**What is expected:** Go line by line through the records below. Copy whichever lines contain the string "trace".

------ The data

impl<K: CacheKey, V> StatementCache<K, V> {
    /// Create a cache holding at most `max_size` entries
    ///
    /// # Panics
    ///
    /// Panics if `max_size` is 0. A connection with caching disabled should
    /// not create a cache at all.
    pub fn new(max_size: usize) -> Self {
        assert!(max_size > 0, "statement cache size must be greater than 0");
        let num_buckets = (max_size * 4).div_ceil(3);
        Self {
            buckets: (0..num_buckets).map(|_| Bucket::new()).collect(),
            mru: None,
            lru: None,
            len: 0,
            max_size,
            discards: 0,
        }
    }

    /// Add an entry, returning a value that had to be evicted to make room
    ///
    /// A full bucket first drops its last slot. If the cache then holds more
    /// than `max_size` entries, one entry is evicted from the least recently
    /// used bucket. Dropping a slot from a full bucket leaves the entry count
    /// unchanged, so at most one of the two evictions happens per call.
    pub fn add(&mut self, key: K, value: V) -> Option<V> {
        let index = self.bucket_index(&key);
        let mut discarded = None;

        if self.buckets[index].slots.len() >= BUCKET_SIZE {
            if let Some((_, value)) = self.buckets[index].slots.pop() {
                self.len -= 1;
                self.discards += 1;
                tracing::trace!(bucket = index, "Bucket full, discarded last slot");
                discarded = Some(value);
            }
        }

        self.buckets[index].slots.push((key, value));
        self.len += 1;
        self.touch(index);

        if self.len > self.max_size {
            debug_assert!(discarded.is_none());
            return self.evict_lru();
        }

        discarded
    }

    /// Remove and return one value stored under a key equal to `key`
    ///
    /// Returns `None` on a cache miss. Removal does not change the recency of
    /// the bucket.
    pub fn remove(&mut self, key: &K) -> Option<V> {
        let index = self.bucket_index(key);
        let bucket = &mut self.buckets[index];

        let Some(pos) = bucket.slots.iter().rposition(|(k, _)| k == key) else {
            tracing::trace!(bucket = index, "Statement cache miss");
            return None;
        };

        let (_, value) = bucket.slots.swap_remove(pos);
        let now_empty = bucket.slots.is_empty();
        self.len -= 1;
        if now_empty {
            self.unlink(index);
        }
        tracing::trace!(bucket = index, "Statement cache hit");
        Some(value)
    }

    /// Empty the cache, returning every value it held
    pub fn remove_all(&mut self) -> Vec<V> {
        let mut values = Vec::with_capacity(self.len);
        for bucket in &mut self.buckets {
            values.extend(bucket.slots.drain(..).map(|(_, value)| value));
            bucket.newer = None;
            bucket.older = None;
            bucket.linked = false;
        }
        self.mru = None;
        self.lru = None;
        self.len = 0;
        tracing::debug!(count = values.len(), "Statement cache cleared");
        values
    }

    /// Move every entry of `other` into this cache
    ///
    /// Buckets of `other` are visited from most to least recently used.
    /// Values evicted along the way are returned instead of being lost, so the
    /// caller can close them.
    pub fn add_all(&mut self, mut other: StatementCache<K, V>) -> Vec<V> {
        let mut overflow = Vec::new();
        let mut cursor = other.mru;

        while let Some(index) = cursor {
            cursor = other.buckets[index].older;
            let slots = std::mem::take(&mut other.buckets[index].slots);
            for (key, value) in slots {
                if let Some(evicted) = self.add(key, value) {
                    overflow.push(evicted);
                }
            }
        }

        tracing::debug!(
            source = other.len,
            overflow = overflow.len(),
            "Statement cache entries migrated"
        );
        overflow
    }

    /// Number of cached entries
    pub fn len(&self) -> usize {
        self.len
    }

    /// Check if the cache is empty
    pub fn is_empty(&self) -> bool {
        self.len == 0
    }

    /// Configured capacity
    pub fn max_size(&self) -> usize {
        self.max_size
    }

    /// Number of buckets
    pub fn num_buckets(&self) -> usize {
        self.buckets.len()
    }

    /// Number of entries discarded by bucket overflow or LRU eviction
    pub fn discards(&self) -> usize {
        self.discards
    }

    /// Check the internal invariants
    ///
    /// A failure means the cache was used concurrently without serialization.
    pub fn verify(&self) -> Result<()> {
        let mut visited = 0;
        let mut entries = 0;
        let mut newer = None;
        let mut cursor = self.mru;

        while let Some(index) = cursor {
            let bucket = self.buckets.get(index).ok_or_else(|| {
                Error::StructuralCorruption(format!("bucket index {} out of range", index))
            })?;
            if !bucket.linked || bucket.slots.is_empty() {
                return Err(Error::StructuralCorruption(format!(
                    "bucket {} is in the LRU chain but empty or unlinked",
                    index
                )));
            }
            if bucket.slots.len() > BUCKET_SIZE {
                return Err(Error::StructuralCorruption(format!(
                    "bucket {} holds {} entries",
                    index,
                    bucket.slots.len()
                )));
            }
            if bucket.newer != newer {
                return Err(Error::StructuralCorruption(format!(
                    "bucket {} has a broken back link",
                    index
                )));
            }
            visited += 1;
            if visited > self.buckets.len() {
                return Err(Error::StructuralCorruption("cycle in LRU chain".to_string()));
            }
            entries += bucket.slots.len();
            newer = Some(index);
            cursor = bucket.older;
        }

        if newer != self.lru {
            return Err(Error::StructuralCorruption("LRU tail mismatch".to_string()));
        }
        let linked = self.buckets.iter().filter(|b| b.linked || !b.slots.is_empty()).count();
        if linked != visited {
            return Err(Error::StructuralCorruption(format!(
                "{} occupied buckets but {} in the LRU chain",
                linked, visited
            )));
        }
        if entries != self.len {
            return Err(Error::StructuralCorruption(format!(
                "size is {} but buckets hold {} entries",
                self.len, entries
            )));
        }
        if self.len > self.max_size {
            return Err(Error::StructuralCorruption(format!(
                "size {} exceeds capacity {}",
                self.len, self.max_size
            )));
        }
        Ok(())
    }

    fn bucket_index(&self, key: &K) -> usize {
        (key.cache_hash() % self.buckets.len() as u64) as usize
    }

    /// Evict one entry from the least recently used bucket
    fn evict_lru(&mut self) -> Option<V> {
        let index = self.lru?;
        let bucket = &mut self.buckets[index];
        if bucket.slots.is_empty() {
            tracing::error!(bucket = index, "Least recently used bucket is empty");
            return None;
        }

        let slot = self.discards % bucket.slots.len();
        let (_, value) = bucket.slots.swap_remove(slot);
        let now_empty = bucket.slots.is_empty();
        self.discards += 1;
        self.len -= 1;
        if now_empty {
            self.unlink(index);
        }
        tracing::trace!(bucket = index, slot, "Evicted statement from least recently used bucket");
        Some(value)
    }

    /// Move a bucket to the MRU end
    fn touch(&mut self, index: usize) {
        if self.mru == Some(index) {
            return;
        }
        if self.buckets[index].linked {
            self.unlink(index);
        }

        let old_mru = self.mru;
        let bucket = &mut self.buckets[index];
        bucket.newer = None;
        bucket.older = old_mru;
        bucket.linked = true;

        match old_mru {
            Some(m) => self.buckets[m].newer = Some(index),
            None => self.lru = Some(index),
        }
        self.mru = Some(index);
    }

    fn unlink(&mut self, index: usize) {
        let (newer, older) = {
            let bucket = &mut self.buckets[index];
            let links = (bucket.newer, bucket.older);
            bucket.newer = None;
            bucket.older = None;
            bucket.linked = false;
            links
        };

        match newer {
            Some(n) => self.buckets[n].older = older,
            None => self.mru = older,
        }
        match older {
            Some(o) => self.buckets[o].newer = newer,
            None => self.lru = newer,
        }
    }
}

------------

**Answer to this problem:**
                tracing::trace!(bucket = index, "Bucket full, discarded last slot");
            tracing::trace!(bucket = index, "Statement cache miss");
        tracing::trace!(bucket = index, "Statement cache hit");
        tracing::trace!(bucket = index, slot, "Evicted statement from least recently used bucket");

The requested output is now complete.